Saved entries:
+++++

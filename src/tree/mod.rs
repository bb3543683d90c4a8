//! The red-black tree shared by every container in this crate.
//!
//! A [`Tree`] stores keys with associated values. The key-only containers use `()` for the value.
//! Whether equal keys may be stored more than once is decided by the [`DuplicatePolicy`] type
//! parameter: [`Unique`] rejects them, [`Multi`] keeps each copy to the right of the equal keys
//! already in the tree so they're iterated in insertion order.
//!
//! # Examples
//!
//! ```
//! use rbtree::tree::{Multi, Tree};
//!
//! let mut tree = Tree::<_, _>::new();
//! assert!(tree.insert(1, "one"));
//! // Equal keys are rejected by default.
//! assert!(!tree.insert(1, "uno"));
//! assert_eq!(tree.get(&1), Some((&1, &"one")));
//!
//! let mut multi = Tree::<_, _, Multi>::new();
//! assert!(multi.insert(1, "one"));
//! assert!(multi.insert(1, "uno"));
//! assert_eq!(multi.count(&1), 2);
//! assert!(multi.is_red_black_tree());
//! ```

mod balance;
pub(crate) mod node;

use std::borrow::Borrow;
use std::cmp::Ordering;
use std::fmt;
use std::marker::PhantomData;

use crate::error::{Error, InvariantViolation};
use crate::iter::{IntoIter, Iter, IterMut};
use crate::util::Side;
use node::{Arena, Color, Node};

pub(crate) use node::NodeId;

/// Decides what [`Tree::insert`] does with a key equal to one already stored.
pub trait DuplicatePolicy {
    /// `true` if equal keys are stored side by side, `false` if the later insert is rejected.
    const ALLOW_DUPLICATES: bool;
}

/// Equal keys are rejected. Used by sets and maps.
#[derive(Debug)]
pub enum Unique {}

/// Equal keys are all kept. Used by multisets.
#[derive(Debug)]
pub enum Multi {}

impl DuplicatePolicy for Unique {
    const ALLOW_DUPLICATES: bool = false;
}

impl DuplicatePolicy for Multi {
    const ALLOW_DUPLICATES: bool = true;
}

/// What [`Tree::insert_with`] did with a key.
#[derive(Copy, Clone, Debug, PartialEq, Eq)]
pub(crate) enum Inserted {
    /// A node was created for the key.
    New(NodeId),
    /// An equal key was already stored here and the policy is [`Unique`]. Nothing changed.
    Existing(NodeId),
}

impl Inserted {
    pub(crate) fn id(self) -> NodeId {
        match self {
            Self::New(id) | Self::Existing(id) => id,
        }
    }
}

/// A red-black tree mapping keys of type `K` to values of type `V`.
pub struct Tree<K, V, P = Unique> {
    nodes: Arena<K, V>,
    root: Option<NodeId>,
    len: usize,
    _policy: PhantomData<fn() -> P>,
}

impl<K, V, P> Default for Tree<K, V, P> {
    fn default() -> Self {
        Self::new()
    }
}

impl<K, V, P> Clone for Tree<K, V, P>
where
    K: Clone,
    V: Clone,
{
    // Node ids are slot indices so a copy of the arena is a copy of the tree.
    fn clone(&self) -> Self {
        Self {
            nodes: self.nodes.clone(),
            root: self.root,
            len: self.len,
            _policy: PhantomData,
        }
    }
}

impl<K, V, P> fmt::Debug for Tree<K, V, P>
where
    K: fmt::Debug,
    V: fmt::Debug,
{
    fn fmt(&self, f: &mut fmt::Formatter<'_>) -> fmt::Result {
        f.debug_map().entries(self.iter()).finish()
    }
}

/// Structural equality: both trees have the same shape and hold equal keys and values at every
/// position. Node colors aren't compared. Two trees holding the same entries in a different shape
/// are *not* equal, compare their iterators for that.
impl<K, V, P> PartialEq for Tree<K, V, P>
where
    K: PartialEq,
    V: PartialEq,
{
    fn eq(&self, other: &Self) -> bool {
        self.len == other.len && self.subtree_eq(self.root, other, other.root)
    }
}

impl<K: Eq, V: Eq, P> Eq for Tree<K, V, P> {}

impl<K, V, P> Tree<K, V, P> {
    /// Generates a new, empty `Tree`.
    pub fn new() -> Self {
        Self {
            nodes: Arena::new(),
            root: None,
            len: 0,
            _policy: PhantomData,
        }
    }

    /// The number of entries in the tree.
    pub fn len(&self) -> usize {
        self.len
    }

    /// Returns `true` if the tree holds no entries.
    pub fn is_empty(&self) -> bool {
        self.root.is_none()
    }

    /// Removes every entry.
    pub fn clear(&mut self) {
        log::debug!("clearing tree of {} entries", self.len);
        self.nodes.clear();
        self.root = None;
        self.len = 0;
    }

    /// Iterates over the entries in ascending key order.
    ///
    /// # Examples
    ///
    /// ```
    /// use rbtree::tree::Tree;
    ///
    /// let tree: Tree<_, _> = [(3, 'c'), (1, 'a'), (2, 'b')].into_iter().collect();
    ///
    /// let entries: Vec<_> = tree.iter().collect();
    /// assert_eq!(entries, [(&1, &'a'), (&2, &'b'), (&3, &'c')]);
    ///
    /// let backwards: Vec<_> = tree.iter().rev().map(|(k, _)| *k).collect();
    /// assert_eq!(backwards, [3, 2, 1]);
    /// ```
    pub fn iter(&self) -> Iter<'_, K, V> {
        Iter::new(&self.nodes, self.root, self.len)
    }

    /// Iterates over the entries in ascending key order with mutable access to the values.
    pub fn iter_mut(&mut self) -> IterMut<'_, K, V> {
        IterMut::new(&mut self.nodes, self.root)
    }

    /// The entry with the smallest key.
    ///
    /// # Examples
    ///
    /// ```
    /// use rbtree::{tree::Tree, Error};
    ///
    /// let mut tree = Tree::<_, _>::new();
    /// assert_eq!(tree.min(), Err(Error::EmptyTree));
    ///
    /// tree.insert(2, ());
    /// tree.insert(1, ());
    /// assert_eq!(tree.min(), Ok((&1, &())));
    /// ```
    pub fn min(&self) -> Result<(&K, &V), Error> {
        self.extreme(Side::Left)
    }

    /// The entry with the largest key.
    pub fn max(&self) -> Result<(&K, &V), Error> {
        self.extreme(Side::Right)
    }

    fn extreme(&self, side: Side) -> Result<(&K, &V), Error> {
        let root = self.root.ok_or(Error::EmptyTree)?;
        Ok(self.nodes.entry(self.nodes.extreme(root, side)))
    }

    pub(crate) fn value_mut(&mut self, id: NodeId) -> &mut V {
        &mut self.nodes[id].value
    }

    fn subtree_eq(&self, mine: Option<NodeId>, other: &Self, theirs: Option<NodeId>) -> bool
    where
        K: PartialEq,
        V: PartialEq,
    {
        match (mine, theirs) {
            (None, None) => true,
            (Some(mine), Some(theirs)) => {
                let (a, b) = (&self.nodes[mine], &other.nodes[theirs]);
                a.key == b.key
                    && a.value == b.value
                    && self.subtree_eq(a.left, other, b.left)
                    && self.subtree_eq(a.right, other, b.right)
            }
            _ => false,
        }
    }

    /// Black height of the subtree at `id`, counting the null links at the bottom as black.
    fn black_height(&self, id: Option<NodeId>) -> Result<usize, InvariantViolation> {
        let Some(id) = id else {
            return Ok(1);
        };
        let node = &self.nodes[id];
        for child in [node.left, node.right].into_iter().flatten() {
            if self.nodes[child].parent != Some(id) {
                return Err(InvariantViolation::BrokenParentLink);
            }
            if node.color == Color::Red && self.nodes[child].color == Color::Red {
                return Err(InvariantViolation::RedRedEdge);
            }
        }

        let left = self.black_height(node.left)?;
        let right = self.black_height(node.right)?;
        if left != right {
            return Err(InvariantViolation::BlackHeightMismatch { left, right });
        }
        Ok(left + usize::from(node.color == Color::Black))
    }
}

+++++

## Goal of the exercise
Write out every entry above, word for word.

## Answer for this exercise
filename src/tree/mod.rs
repository bb3543683d90c4a8
//! The red-black tree shared by every container in this crate.
//!
//! A [`Tree`] stores keys with associated values. The key-only containers use `()` for the value.
//! Whether equal keys may be stored more than once is decided by the [`DuplicatePolicy`] type
//! parameter: [`Unique`] rejects them, [`Multi`] keeps each copy to the right of the equal keys
//! already in the tree so they're iterated in insertion order.
//!
//! # Examples
//!
//! ```
//! use rbtree::tree::{Multi, Tree};
//!
//! let mut tree = Tree::<_, _>::new();
//! assert!(tree.insert(1, "one"));
//! // Equal keys are rejected by default.
//! assert!(!tree.insert(1, "uno"));
//! assert_eq!(tree.get(&1), Some((&1, &"one")));
//!
//! let mut multi = Tree::<_, _, Multi>::new();
//! assert!(multi.insert(1, "one"));
//! assert!(multi.insert(1, "uno"));
//! assert_eq!(multi.count(&1), 2);
//! assert!(multi.is_red_black_tree());
//! ```

mod balance;
pub(crate) mod node;

use std::borrow::Borrow;
use std::cmp::Ordering;
use std::fmt;
use std::marker::PhantomData;

use crate::error::{Error, InvariantViolation};
use crate::iter::{IntoIter, Iter, IterMut};
use crate::util::Side;
use node::{Arena, Color, Node};

pub(crate) use node::NodeId;

/// Decides what [`Tree::insert`] does with a key equal to one already stored.
pub trait DuplicatePolicy {
    /// `true` if equal keys are stored side by side, `false` if the later insert is rejected.
    const ALLOW_DUPLICATES: bool;
}

/// Equal keys are rejected. Used by sets and maps.
#[derive(Debug)]
pub enum Unique {}

/// Equal keys are all kept. Used by multisets.
#[derive(Debug)]
pub enum Multi {}

impl DuplicatePolicy for Unique {
    const ALLOW_DUPLICATES: bool = false;
}

impl DuplicatePolicy for Multi {
    const ALLOW_DUPLICATES: bool = true;
}

/// What [`Tree::insert_with`] did with a key.
#[derive(Copy, Clone, Debug, PartialEq, Eq)]
pub(crate) enum Inserted {
    /// A node was created for the key.
    New(NodeId),
    /// An equal key was already stored here and the policy is [`Unique`]. Nothing changed.
    Existing(NodeId),
}

impl Inserted {
    pub(crate) fn id(self) -> NodeId {
        match self {
            Self::New(id) | Self::Existing(id) => id,
        }
    }
}

/// A red-black tree mapping keys of type `K` to values of type `V`.
pub struct Tree<K, V, P = Unique> {
    nodes: Arena<K, V>,
    root: Option<NodeId>,
    len: usize,
    _policy: PhantomData<fn() -> P>,
}

impl<K, V, P> Default for Tree<K, V, P> {
    fn default() -> Self {
        Self::new()
    }
}

impl<K, V, P> Clone for Tree<K, V, P>
where
    K: Clone,
    V: Clone,
{
    // Node ids are slot indices so a copy of the arena is a copy of the tree.
    fn clone(&self) -> Self {
        Self {
            nodes: self.nodes.clone(),
            root: self.root,
            len: self.len,
            _policy: PhantomData,
        }
    }
}

impl<K, V, P> fmt::Debug for Tree<K, V, P>
where
    K: fmt::Debug,
    V: fmt::Debug,
{
    fn fmt(&self, f: &mut fmt::Formatter<'_>) -> fmt::Result {
        f.debug_map().entries(self.iter()).finish()
    }
}

/// Structural equality: both trees have the same shape and hold equal keys and values at every
/// position. Node colors aren't compared. Two trees holding the same entries in a different shape
/// are *not* equal, compare their iterators for that.
impl<K, V, P> PartialEq for Tree<K, V, P>
where
    K: PartialEq,
    V: PartialEq,
{
    fn eq(&self, other: &Self) -> bool {
        self.len == other.len && self.subtree_eq(self.root, other, other.root)
    }
}

impl<K: Eq, V: Eq, P> Eq for Tree<K, V, P> {}

impl<K, V, P> Tree<K, V, P> {
    /// Generates a new, empty `Tree`.
    pub fn new() -> Self {
        Self {
            nodes: Arena::new(),
            root: None,
            len: 0,
            _policy: PhantomData,
        }
    }

    /// The number of entries in the tree.
    pub fn len(&self) -> usize {
        self.len
    }

    /// Returns `true` if the tree holds no entries.
    pub fn is_empty(&self) -> bool {
        self.root.is_none()
    }

    /// Removes every entry.
    pub fn clear(&mut self) {
        log::debug!("clearing tree of {} entries", self.len);
        self.nodes.clear();
        self.root = None;
        self.len = 0;
    }

    /// Iterates over the entries in ascending key order.
    ///
    /// # Examples
    ///
    /// ```
    /// use rbtree::tree::Tree;
    ///
    /// let tree: Tree<_, _> = [(3, 'c'), (1, 'a'), (2, 'b')].into_iter().collect();
    ///
    /// let entries: Vec<_> = tree.iter().collect();
    /// assert_eq!(entries, [(&1, &'a'), (&2, &'b'), (&3, &'c')]);
    ///
    /// let backwards: Vec<_> = tree.iter().rev().map(|(k, _)| *k).collect();
    /// assert_eq!(backwards, [3, 2, 1]);
    /// ```
    pub fn iter(&self) -> Iter<'_, K, V> {
        Iter::new(&self.nodes, self.root, self.len)
    }

    /// Iterates over the entries in ascending key order with mutable access to the values.
    pub fn iter_mut(&mut self) -> IterMut<'_, K, V> {
        IterMut::new(&mut self.nodes, self.root)
    }

    /// The entry with the smallest key.
    ///
    /// # Examples
    ///
    /// ```
    /// use rbtree::{tree::Tree, Error};
    ///
    /// let mut tree = Tree::<_, _>::new();
    /// assert_eq!(tree.min(), Err(Error::EmptyTree));
    ///
    /// tree.insert(2, ());
    /// tree.insert(1, ());
    /// assert_eq!(tree.min(), Ok((&1, &())));
    /// ```
    pub fn min(&self) -> Result<(&K, &V), Error> {
        self.extreme(Side::Left)
    }

    /// The entry with the largest key.
    pub fn max(&self) -> Result<(&K, &V), Error> {
        self.extreme(Side::Right)
    }

    fn extreme(&self, side: Side) -> Result<(&K, &V), Error> {
        let root = self.root.ok_or(Error::EmptyTree)?;
        Ok(self.nodes.entry(self.nodes.extreme(root, side)))
    }

    pub(crate) fn value_mut(&mut self, id: NodeId) -> &mut V {
        &mut self.nodes[id].value
    }

    fn subtree_eq(&self, mine: Option<NodeId>, other: &Self, theirs: Option<NodeId>) -> bool
    where
        K: PartialEq,
        V: PartialEq,
    {
        match (mine, theirs) {
            (None, None) => true,
            (Some(mine), Some(theirs)) => {
                let (a, b) = (&self.nodes[mine], &other.nodes[theirs]);
                a.key == b.key
                    && a.value == b.value
                    && self.subtree_eq(a.left, other, b.left)
                    && self.subtree_eq(a.right, other, b.right)
            }
            _ => false,
        }
    }

    /// Black height of the subtree at `id`, counting the null links at the bottom as black.
    fn black_height(&self, id: Option<NodeId>) -> Result<usize, InvariantViolation> {
        let Some(id) = id else {
            return Ok(1);
        };
        let node = &self.nodes[id];
        for child in [node.left, node.right].into_iter().flatten() {
            if self.nodes[child].parent != Some(id) {
                return Err(InvariantViolation::BrokenParentLink);
            }
            if node.color == Color::Red && self.nodes[child].color == Color::Red {
                return Err(InvariantViolation::RedRedEdge);
            }
        }

        let left = self.black_height(node.left)?;
        let right = self.black_height(node.right)?;
        if left != right {
            return Err(InvariantViolation::BlackHeightMismatch { left, right });
        }
        Ok(left + usize::from(node.color == Color::Black))
    }
}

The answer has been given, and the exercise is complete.